__Your goal__: Please write each record out again word for word.

[Collected data]
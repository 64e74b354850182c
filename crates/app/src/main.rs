use dioxus::prelude::*;
use shared_types::{ShellConfig, ShellMode};

mod icons;
mod role_switcher;
mod session;
mod shell;
mod standalone;
mod views;

/// Shell settings, compiled in so the app needs no filesystem or
/// environment access at runtime.
const SHELL_CONFIG: &str = include_str!("../shell.toml");

const MAIN_CSS: Asset = asset!("/assets/main.css");

fn main() {
    if let Err(err) = dioxus::logger::init(log_level(SHELL_CONFIG)) {
        eprintln!("[logger] {err}");
    }
    navigation::config::load_shell_config(SHELL_CONFIG);

    dioxus::launch(App);
}

/// Log level from the `[logging]` section, INFO if missing or unparseable.
fn log_level(contents: &str) -> tracing::Level {
    ShellConfig::from_toml_str(contents)
        .ok()
        .and_then(|config| config.logging.level.parse().ok())
        .unwrap_or(tracing::Level::INFO)
}

#[component]
fn App() -> Element {
    let session = session::use_session_provider();
    let mode = session.mode();

    rsx! {
        document::Link { rel: "stylesheet", href: MAIN_CSS }
        match mode {
            ShellMode::Shell => rsx! { shell::Shell {} },
            ShellMode::Standalone(app) => rsx! { standalone::StandaloneRoot { app: app } },
        }
    }
}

__Answer to this problem__:
repository 64e74b354850182c
filename crates/app/src/main.rs
use dioxus::prelude::*;
use shared_types::{ShellConfig, ShellMode};

mod icons;
mod role_switcher;
mod session;
mod shell;
mod standalone;
mod views;

/// Shell settings, compiled in so the app needs no filesystem or
/// environment access at runtime.
const SHELL_CONFIG: &str = include_str!("../shell.toml");

const MAIN_CSS: Asset = asset!("/assets/main.css");

fn main() {
    if let Err(err) = dioxus::logger::init(log_level(SHELL_CONFIG)) {
        eprintln!("[logger] {err}");
    }
    navigation::config::load_shell_config(SHELL_CONFIG);

    dioxus::launch(App);
}

/// Log level from the `[logging]` section, INFO if missing or unparseable.
fn log_level(contents: &str) -> tracing::Level {
    ShellConfig::from_toml_str(contents)
        .ok()
        .and_then(|config| config.logging.level.parse().ok())
        .unwrap_or(tracing::Level::INFO)
}

#[component]
fn App() -> Element {
    let session = session::use_session_provider();
    let mode = session.mode();

    rsx! {
        document::Link { rel: "stylesheet", href: MAIN_CSS }
        match mode {
            ShellMode::Shell => rsx! { shell::Shell {} },
            ShellMode::Standalone(app) => rsx! { standalone::StandaloneRoot { app: app } },
        }
    }
}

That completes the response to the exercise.